I read somewhere this week that the Vanessa Show, is only pulling in 40,000 viewers a day. So, always a fan of minority activities, let's face it how many people are reading this? I decided to tune in. And oh boy is it dull. It's not even incompetent or funny, just dull. It's not exactly helped by the set, which looks like an open plan bed sit. But what the show most resembles is one of those programmes you find when you go on a mad channel hop. Down there on Propeller or the Caravan Channel. Although I think I'm doing the Caravan Channel a disservice.

Vanessa is her usual shouty self and she is accompanied by her real life partner Ben. Ben looks uncomfortable and ill at ease, like a kid visiting a mad aunt. But on the up side today's guests were Brad Pitt and Angelina Jolie. No sorry, that should be Josie and John James from last year's Big Brother. My mistake. They wittered on as I hit the fast forward button. Plus six seemed to do the trick and I think I still got the gist. That was followed by a very long, dull segment with a dream whisperer, or something. Vanessa had trailed this item by saying can you make money out of your dreams? But that wasn't followed up as every caller said they had dreams their teeth were falling out. The irony that most of the small band of viewers were probably dropping off at that moment, seemed lost on our intrepid heroes. Next up on this smorgasbord of delights was a gossip segment. Where the collected brains trust felt sorry for Alex Reid and thought Ricky Gervais was funny. Then all too swiftly, it was over. But, oh boy had they saved the best until last. Ben got up and sang about the week on the Vanessa Show. I kid you not. He went through all the guests and all that had happened. Not a lot, seemed to sum it up. What made it even more cringe-worthy was the fact Ben has a good voice. So he was taking it seriously. I don't think I'll tune in next week. Well not until Ben's singing spot anyway.
Over.

The Vanessa Show - Weekdays on five at 11am.

Wednesday, 19 January 2011

Jack The Ripper - The Definitive Story.

Fans of bad acting should tune into the second part of Five's Jack the Ripper- The Definitive Story. (Thursday 20th at 9.00) If the first episode was anything to go by, we’re in for a treat. It's a docudrama, light on the docu, even lighter on the drama. It seems like we've all been Jack the Rippered to death. With, what feels like ten thousand documentaries all boldly announcing a different, it's definitely him, killer. Who is promptly rubbished in the next documentary. But, like I've said, the true joy of The Definitive Story is the acting. The makers have obviously blown the, slender, budget on their state of the art, (Radio Times words not mine) re-creations of Whitechapel in 1880. So when it came to hiring the talent to people their world, the coffers must've been empty.
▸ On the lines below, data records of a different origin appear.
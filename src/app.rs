use std::net::SocketAddr;
use std::time::Duration;

use axum::{
    extract::Request,
    http::{header, Method, StatusCode},
    middleware::{self, Next},
    response::{IntoResponse, Response},
    routing::get,
    Router,
};
use tower_http::{
    cors::{AllowOrigin, CorsLayer},
    trace::TraceLayer,
};
use tracing::{field, Span};
use uuid::Uuid;

use crate::config::AppConfig;
use crate::error::ApiError;
use crate::state::AppState;
use crate::{catalog, offers, users};

pub fn build_app(state: AppState) -> Router {
    let cors = cors_layer(&state.config);
    let api = Router::new()
        .merge(users::router())
        .merge(offers::router())
        .merge(catalog::router())
        .route("/health", get(|| async { "ok" }))
        .fallback(fallback)
        .layer(middleware::from_fn(answer_options))
        .with_state(state)
        .layer(cors);
    with_tracing(api)
}

fn with_tracing(router: Router) -> Router {
    router.layer(
        TraceLayer::new_for_http()
            .make_span_with(request_span)
            .on_response(log_response),
    )
}

/// One span per request, tagged with a fresh id so interleaved logs can be told apart.
fn request_span(req: &Request) -> Span {
    tracing::info_span!(
        "http_request",
        method = %req.method(),
        uri = %req.uri(),
        request_id = %Uuid::new_v4(),
        status = field::Empty,
    )
}

fn log_response(res: &Response, latency: Duration, span: &Span) {
    let status = res.status();
    span.record("status", field::display(status));
    let latency_ms = latency.as_millis() as u64;
    if status.is_server_error() {
        tracing::error!(%status, latency_ms, "request failed");
    } else {
        tracing::debug!(%status, latency_ms, "request finished");
    }
}

/// Credentialed CORS for the one configured frontend origin.
fn cors_layer(config: &AppConfig) -> CorsLayer {
    CorsLayer::new()
        .allow_origin(AllowOrigin::list([config.cors_origin.clone()]))
        .allow_methods([
            Method::GET,
            Method::POST,
            Method::PUT,
            Method::DELETE,
            Method::OPTIONS,
        ])
        .allow_headers([header::CONTENT_TYPE, header::AUTHORIZATION])
        .allow_credentials(true)
}

/// Every OPTIONS request is an empty 200; the CORS layer decorates it.
async fn answer_options(req: Request, next: Next) -> Response {
    if req.method() == Method::OPTIONS {
        return StatusCode::OK.into_response();
    }
    next.run(req).await
}

async fn fallback(method: Method) -> Response {
    if method == Method::OPTIONS {
        return StatusCode::OK.into_response();
    }
    ApiError::not_found("Not found").into_response()
}

pub async fn serve(app: Router, config: &AppConfig) -> anyhow::Result<()> {
    let addr: SocketAddr = format!("{}:{}", config.host, config.port).parse()?;

    tracing::info!("listening on {}", addr);
    let listener = tokio::net::TcpListener::bind(addr).await?;
    axum::serve(listener, app).await?;
    Ok(())
}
Sending out the message to agents, give us your cheapest. There were some real great acting moments. But the real high was the witness with the urinary infection rushing to the toilet. He is supposed to have heard one of the victims fall against his fence in his mad dash to relieve himself. But instead of being poor, ill, and in discomfort, the actor bowls jauntily out of his back door, jumps, as if startled by a car backfiring, then continues to bowl merrily to the toilet. He looks more like he's wandering along Brighton seafront, than a mad dash for the khazi. Let's hope for more moments like this in the second ripping installment.

Over.

Jack The Ripper - The Definitive Story

Channel 5 - Thursday 20th January. 9pm.